Altre cose che mi causano sofferenza: fa strano sentirla parlare di produttività accademica (roba che nemmeno Friedman avrebbe ascoltato con leggerezza) e soprattutto di università privata (benché la cosa sia stata buttata lì con nonchalance, alla fine).
So che non è corretto impiegare argomenti ad hominem nelle discussioni… ma proprio non riesco a prendere con indifferenza quello che, qualche tempo fa, un suo lettore chiamò il suo “nuovo mood grillino”.
Consideri che chi le scrive è un suo appassionato e devoto lettore, che per motivi geografici non ha avuto il privilegio di poter studiare con lei ma che molto dai suoi libri e dai suoi articoli ha tratto.
Un cordiale saluto,
Simone Mucci
Domenico Di Russo
Caro Professore,
lei ha scritto parola per parola quel che io, Dottore di ricerca in Linguistica di 32 anni, naturalmente senza contratto e tuttavia impegnato in un’opera umanitaria di volontariato presso una delle tante università italiane bisognose d’essere accudite, ovviamente gratis, sostengo da anni sia nelle rare occasioni pubbliche alle quali mi è capitato di partecipare che nelle chiacchiere tra amici e colleghi.
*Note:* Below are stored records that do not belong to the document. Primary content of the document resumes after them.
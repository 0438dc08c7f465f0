use std::net::SocketAddr;
use std::sync::Arc;
use std::time::{Duration, Instant};

use axum::extract::{ConnectInfo, Request, State};
use axum::http::{Method, StatusCode};
use axum::middleware::Next;
use axum::response::{IntoResponse, Response};
use dashmap::DashMap;
use tracing::warn;

use crate::config::RateLimitConfig;

/// Tracked clients above which expired windows are swept on the next check.
const SWEEP_THRESHOLD: usize = 10_000;

#[derive(Debug)]
struct Window {
    started: Instant,
    count: u32,
}

/// Fixed-window request counter keyed by client.
#[derive(Debug)]
pub struct RateLimiter {
    max_requests: u32,
    window: Duration,
    clients: DashMap<String, Window>,
}

impl RateLimiter {
    pub fn new(config: &RateLimitConfig) -> Self {
        Self {
            max_requests: config.max_requests,
            window: config.window,
            clients: DashMap::new(),
        }
    }

    /// Count one request from `client`. Returns false once the client has
    /// used up its window.
    pub fn check(&self, client: &str) -> bool {
        let now = Instant::now();

        if self.clients.len() > SWEEP_THRESHOLD {
            let window = self.window;
            self.clients.retain(|_, w| now.duration_since(w.started) < window);
        }

        let mut entry = self.clients.entry(client.to_string()).or_insert(Window {
            started: now,
            count: 0,
        });
        if now.duration_since(entry.started) >= self.window {
            entry.started = now;
            entry.count = 0;
        }

        entry.count += 1;
        entry.count <= self.max_requests
    }
}

/// Rate-limit everything except reads.
pub async fn limit_mutations(
    State(limiter): State<Arc<RateLimiter>>,
    req: Request,
    next: Next,
) -> Response {
    if matches!(*req.method(), Method::GET | Method::HEAD | Method::OPTIONS) {
        return next.run(req).await;
    }

    let client = client_key(&req);
    if !limiter.check(&client) {
        warn!(client = %client, "too many requests");
        return StatusCode::TOO_MANY_REQUESTS.into_response();
    }

    next.run(req).await
}

/// `x-forwarded-for` when behind a proxy, else the peer address.
fn client_key(req: &Request) -> String {
    if let Some(forwarded) = req
        .headers()
        .get("x-forwarded-for")
        .and_then(|v| v.to_str().ok())
        .and_then(|v| v.split(',').next())
        .map(str::trim)
        .filter(|v| !v.is_empty())
    {
        return forwarded.to_string();
    }

    req.extensions()
        .get::<ConnectInfo<SocketAddr>>()
        .map(|ConnectInfo(addr)| addr.ip().to_string())
        .unwrap_or_else(|| "unknown".to_string())
}
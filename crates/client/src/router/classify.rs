//! Request model and resource classification.
//!
//! A request is classified once, into a [`ResourceClass`], and the router
//! switches on that tag exhaustively.

use std::collections::HashSet;

use url::Url;

use storyline_core::{AppConfig, Error};

use crate::fetch::{canonicalize, resolve};

/// What the requester intends to do with the response.
#[derive(Debug, Clone, Copy, PartialEq, Eq, Default)]
pub enum Destination {
    Document,
    Image,
    Script,
    Style,
    Font,
    Manifest,
    #[default]
    Other,
}

#[derive(Debug, Clone, Copy, PartialEq, Eq, Default)]
pub enum RequestMode {
    /// Full-page navigation.
    Navigate,
    #[default]
    Cors,
    NoCors,
    SameOrigin,
}

/// An outbound request seen by the interception host.
#[derive(Debug, Clone, PartialEq, Eq)]
pub struct InterceptedRequest {
    pub method: String,
    pub url: Url,
    pub destination: Destination,
    pub mode: RequestMode,
}

impl InterceptedRequest {
    /// A plain GET.
    pub fn get(url: Url) -> Self {
        Self { method: "GET".into(), url, destination: Destination::Other, mode: RequestMode::Cors }
    }

    /// A full-page navigation to `url`.
    pub fn navigate(url: Url) -> Self {
        Self { destination: Destination::Document, mode: RequestMode::Navigate, ..Self::get(url) }
    }

    pub fn image(url: Url) -> Self {
        Self { destination: Destination::Image, mode: RequestMode::NoCors, ..Self::get(url) }
    }

    pub fn with_method(mut self, method: impl Into<String>) -> Self {
        self.method = method.into();
        self
    }

    /// Only reads are intercepted.
    pub fn is_read(&self) -> bool {
        self.method.eq_ignore_ascii_case("GET")
    }

    pub fn is_navigation(&self) -> bool {
        self.mode == RequestMode::Navigate
    }
}

/// The fixed resource classes, each bound to exactly one strategy.
#[derive(Debug, Clone, Copy, PartialEq, Eq, Hash)]
pub enum ResourceClass {
    /// Application shell and static assets: cache-first, shell tier.
    Shell,
    /// Origin API data: network-first, dynamic tier.
    Api,
    /// Images: cache-first, media tier.
    Image,
    /// Everything else: network-first, no tier.
    Other,
}

/// Maps requests to resource classes.
#[derive(Debug, Clone)]
pub struct Classifier {
    asset_origin: Url,
    shell_paths: HashSet<String>,
    external_assets: HashSet<String>,
    api_host: String,
}

impl Classifier {
    pub fn new(
        asset_origin: Url, shell_paths: impl IntoIterator<Item = String>, external_assets: &[Url], api_host: String,
    ) -> Self {
        Self {
            asset_origin,
            shell_paths: shell_paths.into_iter().collect(),
            external_assets: external_assets.iter().map(|u| u.as_str().to_string()).collect(),
            api_host: api_host.to_ascii_lowercase(),
        }
    }

    pub fn from_config(config: &AppConfig) -> Result<Self, Error> {
        let asset_origin = canonicalize(&config.asset_origin)?;
        let external_assets =
            config.external_assets.iter().map(|raw| canonicalize(raw)).collect::<Result<Vec<_>, _>>()?;
        let api_host = canonicalize(&config.api_base_url)?
            .host_str()
            .map(str::to_string)
            .ok_or_else(|| Error::InvalidUrl(format!("{} has no host", config.api_base_url)))?;

        for path in &config.shell_assets {
            resolve(&asset_origin, path)?;
        }

        Ok(Self::new(asset_origin, config.shell_assets.iter().cloned(), &external_assets, api_host))
    }

    /// Classify a request whose URL has already been canonicalized.
    pub fn classify(&self, request: &InterceptedRequest) -> ResourceClass {
        let url = &request.url;

        let same_origin = url.origin() == self.asset_origin.origin();
        if (same_origin && self.shell_paths.contains(url.path())) || self.external_assets.contains(url.as_str()) {
            return ResourceClass::Shell;
        }

        if url.host_str().is_some_and(|host| host == self.api_host) {
            return ResourceClass::Api;
        }

        if request.destination == Destination::Image {
            return ResourceClass::Image;
        }

        ResourceClass::Other
    }
}
//! Incoming push payloads.
//!
//! A payload is a JSON object whose top-level fields replace the defaults.
//! Anything else is shown as the notification body.

use chrono::Utc;
use serde::{Deserialize, Serialize};
use serde_json::Value;

const DEFAULT_TITLE: &str = "Story App";
const DEFAULT_BODY: &str = "There is a new story for you!";
const DEFAULT_ICON: &str = "/vite.svg";
const DEFAULT_TAG: &str = "story-notification";
const CLOSE_ACTION: &str = "close";

#[derive(Debug, Clone, PartialEq, Eq, Serialize, Deserialize)]
pub struct NotificationAction {
    pub action: String,
    pub title: String,
    #[serde(default, skip_serializing_if = "Option::is_none")]
    pub icon: Option<String>,
}

#[derive(Debug, Clone, PartialEq, Eq, Serialize, Deserialize)]
pub struct NotificationData {
    #[serde(default = "default_url")]
    pub url: String,
    /// Milliseconds since the epoch.
    #[serde(default = "now_millis")]
    pub timestamp: i64,
}

fn default_url() -> String {
    "/".into()
}

fn now_millis() -> i64 {
    Utc::now().timestamp_millis()
}

impl Default for NotificationData {
    fn default() -> Self {
        Self { url: default_url(), timestamp: now_millis() }
    }
}

/// A notification ready to be shown.
#[derive(Debug, Clone, PartialEq, Eq, Serialize, Deserialize)]
#[serde(rename_all = "camelCase")]
pub struct PushMessage {
    pub title: String,
    pub body: String,
    pub icon: String,
    pub badge: String,
    pub tag: String,
    pub require_interaction: bool,
    pub actions: Vec<NotificationAction>,
    pub data: NotificationData,
}

impl Default for PushMessage {
    fn default() -> Self {
        Self {
            title: DEFAULT_TITLE.into(),
            body: DEFAULT_BODY.into(),
            icon: DEFAULT_ICON.into(),
            badge: DEFAULT_ICON.into(),
            tag: DEFAULT_TAG.into(),
            require_interaction: false,
            actions: vec![
                NotificationAction { action: "view".into(), title: "View story".into(), icon: Some(DEFAULT_ICON.into()) },
                NotificationAction { action: CLOSE_ACTION.into(), title: "Close".into(), icon: None },
            ],
            data: NotificationData::default(),
        }
    }
}

impl PushMessage {
    /// Build the notification for a push payload.
    pub fn from_payload(payload: Option<&[u8]>) -> Self {
        let defaults = Self::default();
        let Some(payload) = payload.filter(|p| !p.is_empty()) else {
            return defaults;
        };

        match serde_json::from_slice::<Value>(payload) {
            Ok(Value::Object(fields)) => match defaults.merged(fields) {
                Ok(message) => return message,
                Err(e) => tracing::debug!(error = %e, "push payload fields have unexpected types"),
            },
            Ok(_) => tracing::debug!("push payload is not an object"),
            Err(e) => tracing::debug!(error = %e, "push payload is not JSON"),
        }

        let text = String::from_utf8_lossy(payload).trim().to_string();
        Self { body: if text.is_empty() { DEFAULT_BODY.into() } else { text }, ..Self::default() }
    }

    fn merged(&self, fields: serde_json::Map<String, Value>) -> Result<Self, serde_json::Error> {
        let mut base = serde_json::to_value(self)?;
        if let Value::Object(base) = &mut base {
            base.extend(fields);
        }
        serde_json::from_value(base)
    }

    /// Where a click on the notification leads; `None` when the click only dismisses it.
    pub fn click_target(&self, action: Option<&str>) -> Option<&str> {
        match action {
            Some(CLOSE_ACTION) => None,
            _ => Some(if self.data.url.is_empty() { "/" } else { self.data.url.as_str() }),
        }
    }
}

#[cfg(test)]
mod tests {
    use super::*;

    #[test]
    fn test_missing_payload_uses_defaults() {
        let message = PushMessage::from_payload(None);
        assert_eq!(message.title, DEFAULT_TITLE);
        assert_eq!(message.body, DEFAULT_BODY);
        assert_eq!(message.actions.len(), 2);
        assert_eq!(message.data.url, "/");
    }

    #[test]
    fn test_json_fields_override_defaults() {
        let payload = br#"{"title":"New story","options":{"x":1},"data":{"url":"/stories/42"}}"#;
        let message = PushMessage::from_payload(Some(payload));
        assert_eq!(message.title, "New story");
        assert_eq!(message.body, DEFAULT_BODY);
        assert_eq!(message.tag, DEFAULT_TAG);
        assert_eq!(message.data.url, "/stories/42");
        assert!(message.data.timestamp > 0);
    }

    #[test]
    fn test_text_payload_becomes_body() {
        let message = PushMessage::from_payload(Some(b"Someone shared a story"));
        assert_eq!(message.body, "Someone shared a story");
        assert_eq!(message.title, DEFAULT_TITLE);
    }

    #[test]
    fn test_ill_typed_json_falls_back_to_text() {
        let message = PushMessage::from_payload(Some(br#"{"requireInteraction":"yes"}"#));
        assert_eq!(message.body, r#"{"requireInteraction":"yes"}"#);
        assert!(!message.require_interaction);
    }

    #[test]
    fn test_click_target() {
        let message = PushMessage::from_payload(Some(br#"{"data":{"url":"/stories/7"}}"#));
        assert_eq!(message.click_target(None), Some("/stories/7"));
        assert_eq!(message.click_target(Some("view")), Some("/stories/7"));
        assert_eq!(message.click_target(Some("close")), None);
    }
}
Il punto fondamentale da comprendere è proprio questo: quello dei tagli all’università e alla ricerca è un dato di fatto drammatico ma anche un alibi per l’intera classe docente accademica, la quale è tendenzialmente: a) fortemente votata all’autoreferenzialismo; b) assolutamente priva di una qualche coscienza autocritica; c) fortemente orientata verso la perpetuazione dei propri privilegi attraverso i meccanismi più perversi di autoconservazione, quali il nepotismo o la cooptazione, tanto per dirne alcuni; d) sostanzialmente, e sempre meno sotterraneamente, complice del paradigma neoliberista, che non a caso la alimenta; e) per tutte queste ragioni, decisamente avversa a ogni forma di rinnovamento scientifico e teorico.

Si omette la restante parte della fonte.